For example, given array S = [-1, 0, 1, 2, -1, -4], A solution set is:
[
[-1, 0, 1],
[-1, -1, 2]
]
解题思路:虽然可以用遍历的方法来穷举所有可能的三元组,但是时间复杂度会达到O(n3),肯定会超时的。一个可行的方式是,先将数组由小到大排序一遍,从第一个数字开始遍历,将其作为基准,剩下的两个数和与其相反数相同即可。因为整个数组是排号序的,所以可以借鉴快排的思想来使寻找剩下两个数的时间复杂度达到O(n),这样整个算法下来时间复杂度便是O(n2)。
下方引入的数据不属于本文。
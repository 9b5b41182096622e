#[allow(clippy::module_inception)]
pub mod config;

pub use config::{
    config_path, get_api_key, get_base_url, load_config, load_config_from, save_config, save_config_to, Config,
};
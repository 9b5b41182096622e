use clap::{Arg, ArgAction, Command};

fn issue_arg() -> Arg {
    Arg::new("issue")
        .value_name("ISSUE_ID")
        .help("Issue ID")
        .required(true)
        .index(1)
}

fn label_arg() -> Arg {
    Arg::new("label")
        .value_name("LABEL")
        .help("Label ID or name")
        .required(true)
        .index(2)
}

pub fn build_cli() -> Command {
    Command::new("plane-labels")
        .about("Manage the labels of Plane issues from the command line")
        .version("1.0.0")
        .subcommand_required(true)
        .arg_required_else_help(true)
        .arg(
            Arg::new("workspace")
                .long("workspace")
                .short('w')
                .value_name("SLUG")
                .help("Workspace slug (defaults to the configured workspace)")
                .global(true)
        )
        .arg(
            Arg::new("project")
                .long("project")
                .short('p')
                .value_name("PROJECT_ID")
                .help("Project ID (defaults to the configured project)")
                .global(true)
        )
        .arg(
            Arg::new("draft")
                .long("draft")
                .help("Treat the issue as an unsaved inbox issue: print label changes instead of saving them")
                .action(ArgAction::SetTrue)
                .global(true)
        )
        .subcommand(
            Command::new("auth")
                .about("Store your Plane API key")
                .arg(
                    Arg::new("api-key")
                        .long("api-key")
                        .value_name("KEY")
                        .help("Set your Plane API key")
                )
                .arg(
                    Arg::new("show")
                        .long("show")
                        .help("Show current API key")
                        .action(ArgAction::SetTrue)
                )
        )
        .subcommand(
            Command::new("configure")
                .about("Save default workspace, project and your project role")
                .arg(Arg::new("base-url").long("base-url").value_name("URL").help("API base URL"))
                .arg(
                    Arg::new("role")
                        .long("role")
                        .value_name("ROLE")
                        .help("Your role in the project: guest, member or admin")
                )
        )
        .subcommand(
            Command::new("show")
                .about("Show the labels of an issue")
                .arg(issue_arg())
                .arg(
                    Arg::new("disabled")
                        .long("disabled")
                        .help("Render read-only")
                        .action(ArgAction::SetTrue)
                )
        )
        .subcommand(
            Command::new("set")
                .about("Replace the labels of an issue")
                .arg(issue_arg())
                .arg(
                    Arg::new("labels")
                        .value_name("LABELS")
                        .help("Label IDs or names; none clears all labels")
                        .num_args(0..)
                        .index(2)
                )
        )
        .subcommand(
            Command::new("add")
                .about("Attach a label to an issue")
                .arg(issue_arg())
                .arg(label_arg())
        )
        .subcommand(
            Command::new("remove")
                .about("Detach a label from an issue")
                .arg(issue_arg())
                .arg(label_arg())
        )
        .subcommand(
            Command::new("create")
                .about("Create a label and attach it to an issue")
                .arg(issue_arg())
                .arg(
                    Arg::new("name")
                        .long("name")
                        .short('n')
                        .value_name("NAME")
                        .help("Label name")
                        .required(true)
                )
                .arg(
                    Arg::new("color")
                        .long("color")
                        .short('c')
                        .value_name("HEX")
                        .help("Label color as #rrggbb")
                )
        )
        .subcommand(
            Command::new("list-labels")
                .about("List the labels of a project")
                .arg(
                    Arg::new("issue")
                        .long("issue")
                        .value_name("ISSUE_ID")
                        .help("Mark the labels attached to this issue")
                )
        )
}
具体做法是这样,从基准数字的后一个数字和数组的最后一个数字开始索引,如果其和小于基准数字则将左边索引加1,如果大于则将右边索引减1往左移即可,如果等于基准数字的相反数则即是我们要找的数字对,此时要将左右索引各向右左移动一位,如果和之前的索引数字相等还要继续左/右移索引(为了去重),因为左边增大右边缩小这样剩下的数字中还有可能和基准数字构成 3Sum 数字对。在寻找完与基准数字所有相对应的 3Sum 数字对后,将基准数字后移一位重复此步骤。左右两边这样移动到最后直至左索引大于右索引时还不等于基准数字的相反数则表明基准数字不出现在 3Sum 数字对中,后移基准数字继续寻找。还要一点要注意的是因为题目中说了不能出现重复的数字对,所以在后移基准数字时要和前一个基准数字比较,如果相等则直接右移基准数字。
import java.util.*;
public class LeetCode{
public static void main(String[] args){
Scanner sc=new Scanner(System.in);
String input=sc.nextLine();
//首先将输入的字符串转为int数组,这里有正负号,所以还是先变为字符串数组再转为int数组
String str=input.replaceAll(" |\\]|\\[","");
String[] strs=str.split(",");
int[] nums=new int[strs.length];
for(int i=0;i<strs.length;i++){
nums[i]=Integer.parseInt(strs[i]);
}
for(List<Integer> pair: find3Sum(nums)){
for(int i : pair){
System.out.print(i+" ");
}
System.out.println();
}
}
public static List<List<Integer>> find3Sum(int[] num){
// 利用 Arrays 自带的排序方法
Arrays.sort(num);
List<List<Integer>> res = new LinkedList<>();
for (int i = 0; i < num.length-2; i++) {
if (i == 0 || (i > 0 && num[i] != num[i-1])) {
int lo = i+1, hi = num.length-1, sum = 0 - num[i];
while (lo < hi) {
if (num[lo] + num[hi] == sum) {
//这里直接用 Arrays.asList 方法直接将数字对转为List集合
res.add(Arrays.asList(num[i], num[lo], num[hi]));
while (lo < hi && num[lo] == num[lo+1]) lo++;
while (lo < hi && num[hi] == num[hi-1]) hi--;
lo++; hi--;
} else if (num[lo] + num[hi] < sum) lo++;
else hi--;
}
}
}
return res;
}
}